The task: Each line of the records below that contains "usual" needs to be copied.

Data supplied:
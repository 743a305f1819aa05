use anyhow::{bail, Context};
use clap::{Parser, Subcommand};
use larder_core::expiry::{window_start, MAX_WARNING_DAYS};
use larder_core::scheduler::EXPIRATION_CHECK;
use larder_core::viewmodels::{
    validate_reminder_time, FoodDetailViewModel, FoodForm, HomeViewModel, RecipesViewModel,
    StatisticsViewModel,
};
use larder_core::{
    Config, DemoRecipeProvider, ExpirationScheduler, FoodRepository, NotificationSink,
    RecipeProvider, SchedulerRegistry, TickOutcome, TrackedItem,
};
use larder_store::{Store, WasteReason, CATEGORIES, UNITS};
use std::path::PathBuf;
use std::sync::Arc;
use tracing_subscriber::{layer::SubscriberExt, util::SubscriberInitExt};

mod output;
mod sink;

use sink::ConsoleSink;

#[derive(Parser)]
#[command(name = "larder")]
#[command(version, about = "Keep track of what's in the kitchen before it goes off", long_about = None)]
struct Cli {
    /// Database file, overrides the config
    #[arg(long, global = true, env = "LARDER_DB")]
    db: Option<PathBuf>,

    /// Config file to read instead of the default one
    #[arg(long, global = true)]
    config: Option<PathBuf>,

    #[command(subcommand)]
    command: Option<Commands>,
}

#[derive(Subcommand)]
enum Commands {
    /// Add a food item
    Add {
        name: String,
        #[arg(short, long)]
        category: String,
        #[arg(short, long, default_value = "1")]
        quantity: String,
        #[arg(short, long, default_value = larder_store::DEFAULT_UNIT)]
        unit: String,
        /// Days until it expires
        #[arg(short, long, default_value = "7")]
        expires_in: String,
        /// Path to a photo of the item
        #[arg(long)]
        photo: Option<PathBuf>,
    },
    /// List everything not yet consumed
    List {
        #[arg(long)]
        json: bool,
    },
    /// Items expiring within the warning window
    Expiring {
        /// Window in days, defaults to the saved setting
        #[arg(short, long, value_parser = clap::value_parser!(u32).range(..=i64::from(MAX_WARNING_DAYS)))]
        days: Option<u32>,
        #[arg(long)]
        json: bool,
    },
    /// Show one item
    Show { id: String },
    /// Change an item's details
    Edit {
        id: String,
        #[arg(long)]
        name: Option<String>,
        #[arg(short, long)]
        category: Option<String>,
        #[arg(short, long)]
        quantity: Option<String>,
        #[arg(short, long)]
        unit: Option<String>,
        /// Days from now until it expires
        #[arg(short, long)]
        expires_in: Option<String>,
    },
    /// Mark an item as eaten
    Consume { id: String },
    /// Throw an item away and log it as waste
    Waste {
        id: String,
        /// expired, spoiled, too_much or other
        #[arg(short, long, default_value = "expired")]
        reason: WasteReason,
        /// Estimated value of what was thrown away
        #[arg(long)]
        value: Option<f64>,
    },
    /// Remove an item without logging waste
    Delete { id: String },
    /// Show the waste log
    WasteLog {
        /// Only the last N days
        #[arg(short, long)]
        days: Option<u32>,
        #[arg(long)]
        json: bool,
    },
    /// Counts and the last 30 days of waste
    Stats,
    /// Show or change settings
    Settings {
        /// Turn reminders on or off
        #[arg(long)]
        notifications: Option<bool>,
        /// Days before expiration to start warning
        #[arg(long, value_parser = clap::value_parser!(u32).range(..=i64::from(MAX_WARNING_DAYS)))]
        warning_days: Option<u32>,
        /// Daily reminder time, HH:MM
        #[arg(long)]
        reminder_time: Option<String>,
    },
    /// Recipe ideas for what's expiring
    Recipes {
        /// Search a single query instead
        #[arg(short, long)]
        query: Option<String>,
    },
    /// Run the expiration check once
    Check,
    /// Run the expiration check periodically until Ctrl-C
    Watch {
        /// Minutes between checks, overrides the config
        #[arg(short, long)]
        interval_minutes: Option<u64>,
    },
    /// Show the effective configuration
    Config {
        /// Write it to the config file
        #[arg(long)]
        init: bool,
    },
}

#[tokio::main]
async fn main() -> anyhow::Result<()> {
    let cli = Cli::parse();

    let mut config = match &cli.config {
        Some(path) => Config::load_from(path)?,
        None => Config::load()?,
    };
    if let Some(db) = &cli.db {
        config.storage.database_path = Some(db.clone());
    }

    // RUST_LOG wins over the configured filter
    tracing_subscriber::registry()
        .with(
            tracing_subscriber::EnvFilter::try_from_default_env()
                .unwrap_or_else(|_| config.logging.filter.as_str().into()),
        )
        .with(tracing_subscriber::fmt::layer().with_writer(std::io::stderr))
        .init();

    // needs no database
    if let Some(Commands::Config { init }) = &cli.command {
        return show_config(&config, cli.config.clone(), *init);
    }

    let repo = open_repository(&config)?;
    let Some(command) = cli.command else {
        output::print_home(&HomeViewModel::new(repo)?.state());
        return Ok(());
    };

    match command {
        Commands::Add {
            name,
            category,
            quantity,
            unit,
            expires_in,
            photo,
        } => {
            let form = FoodForm {
                name,
                category,
                quantity,
                unit,
                expires_in_days: expires_in,
                photo_path: photo.map(|p| p.display().to_string()),
                prefilled_expires_in_days: None,
            };
            let item = form.submit(&repo)?;
            println!("Added {} ({})", item.name, output::short_id(&item.id));
            if !CATEGORIES.contains(&item.category.as_str()) {
                println!("  note: usual categories are {}", CATEGORIES.join(", "));
            }
            if !UNITS.contains(&item.unit.as_str()) {
                println!("  note: usual units are {}", UNITS.join(", "));
            }
        }
        Commands::List { json } => {
            let state = HomeViewModel::new(repo)?.state();
            if json {
                println!("{}", serde_json::to_string_pretty(&state.food_items)?);
            } else {
                output::print_items(&state.food_items);
            }
        }
        Commands::Expiring { days, json } => {
            let warning_days = match days {
                Some(d) => d,
                None => repo.settings()?.expiration_warning_days,
            };
            let items = TrackedItem::assess_all(repo.expiring_items(warning_days)?, repo.now(), warning_days);
            if json {
                println!("{}", serde_json::to_string_pretty(&items)?);
            } else if items.is_empty() {
                println!("Nothing expiring in the next {} day(s)", warning_days);
            } else {
                output::print_items(&items);
            }
        }
        Commands::Show { id } => {
            let vm = FoodDetailViewModel::new(repo.clone(), resolve_id(&repo, &id)?);
            let state = vm.state();
            match state.food_item {
                Some(item) => output::print_detail(&item),
                None => bail!(state.error.unwrap_or_else(|| "Food item not found".into())),
            }
        }
        Commands::Edit {
            id,
            name,
            category,
            quantity,
            unit,
            expires_in,
        } => {
            let mut vm = FoodDetailViewModel::new(repo.clone(), resolve_id(&repo, &id)?);
            let Some(mut form) = vm.edit_form() else {
                bail!("No food item with id {}", id);
            };
            if let Some(name) = name {
                form.name = name;
            }
            if let Some(category) = category {
                form.category = category;
            }
            if let Some(quantity) = quantity {
                form.quantity = quantity;
            }
            if let Some(unit) = unit {
                form.unit = unit;
            }
            // an explicit value always applies, even if it matches the prefill
            if let Some(expires_in) = expires_in {
                form.expires_in_days = expires_in;
                form.prefilled_expires_in_days = None;
            }
            let item = vm.update(&form)?;
            println!("Updated {}", item.name);
        }
        Commands::Consume { id } => {
            let mut vm = FoodDetailViewModel::new(repo.clone(), resolve_id(&repo, &id)?);
            if vm.mark_as_consumed()? {
                println!("Enjoy! Marked as consumed");
            } else {
                println!("Already consumed, nothing changed");
            }
        }
        Commands::Waste { id, reason, value } => {
            let mut vm = FoodDetailViewModel::new(repo.clone(), resolve_id(&repo, &id)?);
            let log = vm.log_waste(reason, value)?;
            println!(
                "Logged {} x{} {} as wasted ({})",
                log.food_name, log.quantity, log.unit, log.reason
            );
        }
        Commands::Delete { id } => {
            let mut vm = FoodDetailViewModel::new(repo.clone(), resolve_id(&repo, &id)?);
            vm.delete()?;
            println!("Deleted");
        }
        Commands::WasteLog { days, json } => {
            let logs = match days {
                Some(d) => {
                    let now = repo.now();
                    repo.waste_logs_between(window_start(now, d), now)?
                }
                None => repo.waste_logs()?,
            };
            if json {
                println!("{}", serde_json::to_string_pretty(&logs)?);
            } else {
                output::print_waste_logs(&logs);
            }
        }
        Commands::Stats => {
            output::print_stats(&StatisticsViewModel::new(&repo)?.state());
        }
        Commands::Settings {
            notifications,
            warning_days,
            reminder_time,
        } => {
            let mut settings = repo.settings()?;
            let changed = notifications.is_some() || warning_days.is_some() || reminder_time.is_some();
            if let Some(enabled) = notifications {
                settings.notifications_enabled = enabled;
            }
            if let Some(days) = warning_days {
                settings.expiration_warning_days = days;
            }
            if let Some(time) = reminder_time {
                settings.daily_reminder_time = validate_reminder_time(&time)?;
            }
            if changed {
                repo.update_settings(&settings)?;
            }
            output::print_settings(&settings);
        }
        Commands::Recipes { query } => {
            let provider = Arc::new(DemoRecipeProvider::new(config.recipes.delay()));
            match query {
                Some(q) => output::print_recipes(&q, &provider.search(&q).await?),
                None => {
                    let vm = RecipesViewModel::new(repo, provider);
                    vm.load().await?;
                    output::print_recipe_screen(&vm.state());
                }
            }
        }
        Commands::Check => {
            let sink: Arc<dyn NotificationSink> = Arc::new(ConsoleSink);
            let mut scheduler = ExpirationScheduler::new(repo, sink, config.scheduler.interval());
            match scheduler.tick() {
                TickOutcome::Notified(_) => {}
                TickOutcome::NothingDue => println!("Nothing expiring soon"),
                TickOutcome::NotificationsDisabled => println!("Notifications are turned off"),
                TickOutcome::Failure(e) => bail!("Expiration check failed: {}", e),
            }
        }
        Commands::Watch { interval_minutes } => {
            let period = match interval_minutes {
                Some(m) => std::time::Duration::from_secs(m.max(1) * 60),
                None => config.scheduler.interval(),
            };
            let sink: Arc<dyn NotificationSink> = Arc::new(ConsoleSink);
            let registry = SchedulerRegistry::new();
            registry.ensure_registered(EXPIRATION_CHECK, || ExpirationScheduler::new(repo, sink, period))?;

            println!("Checking every {} minute(s). Ctrl-C to stop.", period.as_secs() / 60);
            tokio::signal::ctrl_c().await?;
            registry.shutdown_all().await;
        }
        Commands::Config { .. } => {}
    }

    Ok(())
}

fn open_repository(config: &Config) -> anyhow::Result<FoodRepository> {
    let path = config.database_path()?;
    tracing::debug!("Opening database at {}", path.display());
    let store = Store::open(&path).with_context(|| format!("Failed to open {}", path.display()))?;
    Ok(FoodRepository::new(Arc::new(store)))
}

/// Accept a full id or an unambiguous prefix of an active item's id
fn resolve_id(repo: &FoodRepository, id: &str) -> anyhow::Result<String> {
    if repo.food_item(id)?.is_some() {
        return Ok(id.to_string());
    }

    let matches: Vec<String> = repo
        .active_items()?
        .into_iter()
        .filter(|item| item.id.starts_with(id))
        .map(|item| item.id)
        .collect();

    match matches.as_slice() {
        [only] => Ok(only.clone()),
        [] => bail!("No food item with id {}", id),
        _ => bail!("Id prefix {} matches {} items, use more characters", id, matches.len()),
    }
}

fn show_config(config: &Config, path: Option<PathBuf>, init: bool) -> anyhow::Result<()> {
    if init {
        let path = match path {
            Some(p) => {
                config.save_to(&p)?;
                p
            }
            None => config.save()?,
        };
        println!("Wrote {}", path.display());
        return Ok(());
    }

    print!("{}", toml::to_string_pretty(config)?);
    println!("# database: {}", config.database_path()?.display());
    Ok(())
}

Solution to this problem:
                println!("  note: usual categories are {}", CATEGORIES.join(", "));
                println!("  note: usual units are {}", UNITS.join(", "));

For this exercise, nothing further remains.